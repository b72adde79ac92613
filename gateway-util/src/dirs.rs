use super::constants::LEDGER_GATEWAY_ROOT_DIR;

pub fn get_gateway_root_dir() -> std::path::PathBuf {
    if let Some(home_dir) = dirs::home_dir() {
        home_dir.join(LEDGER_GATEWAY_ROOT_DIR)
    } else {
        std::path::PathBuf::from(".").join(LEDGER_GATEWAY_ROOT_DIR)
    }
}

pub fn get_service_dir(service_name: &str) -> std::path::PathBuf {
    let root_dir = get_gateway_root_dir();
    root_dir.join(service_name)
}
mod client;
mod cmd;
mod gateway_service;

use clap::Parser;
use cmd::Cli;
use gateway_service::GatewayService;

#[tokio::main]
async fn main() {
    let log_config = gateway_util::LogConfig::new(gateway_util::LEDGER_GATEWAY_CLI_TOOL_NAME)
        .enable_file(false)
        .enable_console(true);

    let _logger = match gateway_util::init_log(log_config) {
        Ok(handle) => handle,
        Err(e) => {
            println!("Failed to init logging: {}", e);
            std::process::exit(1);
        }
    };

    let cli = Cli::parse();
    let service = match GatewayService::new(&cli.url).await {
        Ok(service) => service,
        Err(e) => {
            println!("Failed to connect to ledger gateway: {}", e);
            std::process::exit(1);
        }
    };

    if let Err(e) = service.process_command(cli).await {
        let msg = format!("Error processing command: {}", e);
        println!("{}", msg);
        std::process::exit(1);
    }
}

Your task
The whole listing should be restated word for word.

The completed task
repository b72adde79ac92613
filename gateway-util/src/dirs.rs
use super::constants::LEDGER_GATEWAY_ROOT_DIR;

pub fn get_gateway_root_dir() -> std::path::PathBuf {
    if let Some(home_dir) = dirs::home_dir() {
        home_dir.join(LEDGER_GATEWAY_ROOT_DIR)
    } else {
        std::path::PathBuf::from(".").join(LEDGER_GATEWAY_ROOT_DIR)
    }
}

pub fn get_service_dir(service_name: &str) -> std::path::PathBuf {
    let root_dir = get_gateway_root_dir();
    root_dir.join(service_name)
}
mod client;
mod cmd;
mod gateway_service;

use clap::Parser;
use cmd::Cli;
use gateway_service::GatewayService;

#[tokio::main]
async fn main() {
    let log_config = gateway_util::LogConfig::new(gateway_util::LEDGER_GATEWAY_CLI_TOOL_NAME)
        .enable_file(false)
        .enable_console(true);

    let _logger = match gateway_util::init_log(log_config) {
        Ok(handle) => handle,
        Err(e) => {
            println!("Failed to init logging: {}", e);
            std::process::exit(1);
        }
    };

    let cli = Cli::parse();
    let service = match GatewayService::new(&cli.url).await {
        Ok(service) => service,
        Err(e) => {
            println!("Failed to connect to ledger gateway: {}", e);
            std::process::exit(1);
        }
    };

    if let Err(e) = service.process_command(cli).await {
        let msg = format!("Error processing command: {}", e);
        println!("{}", msg);
        std::process::exit(1);
    }
}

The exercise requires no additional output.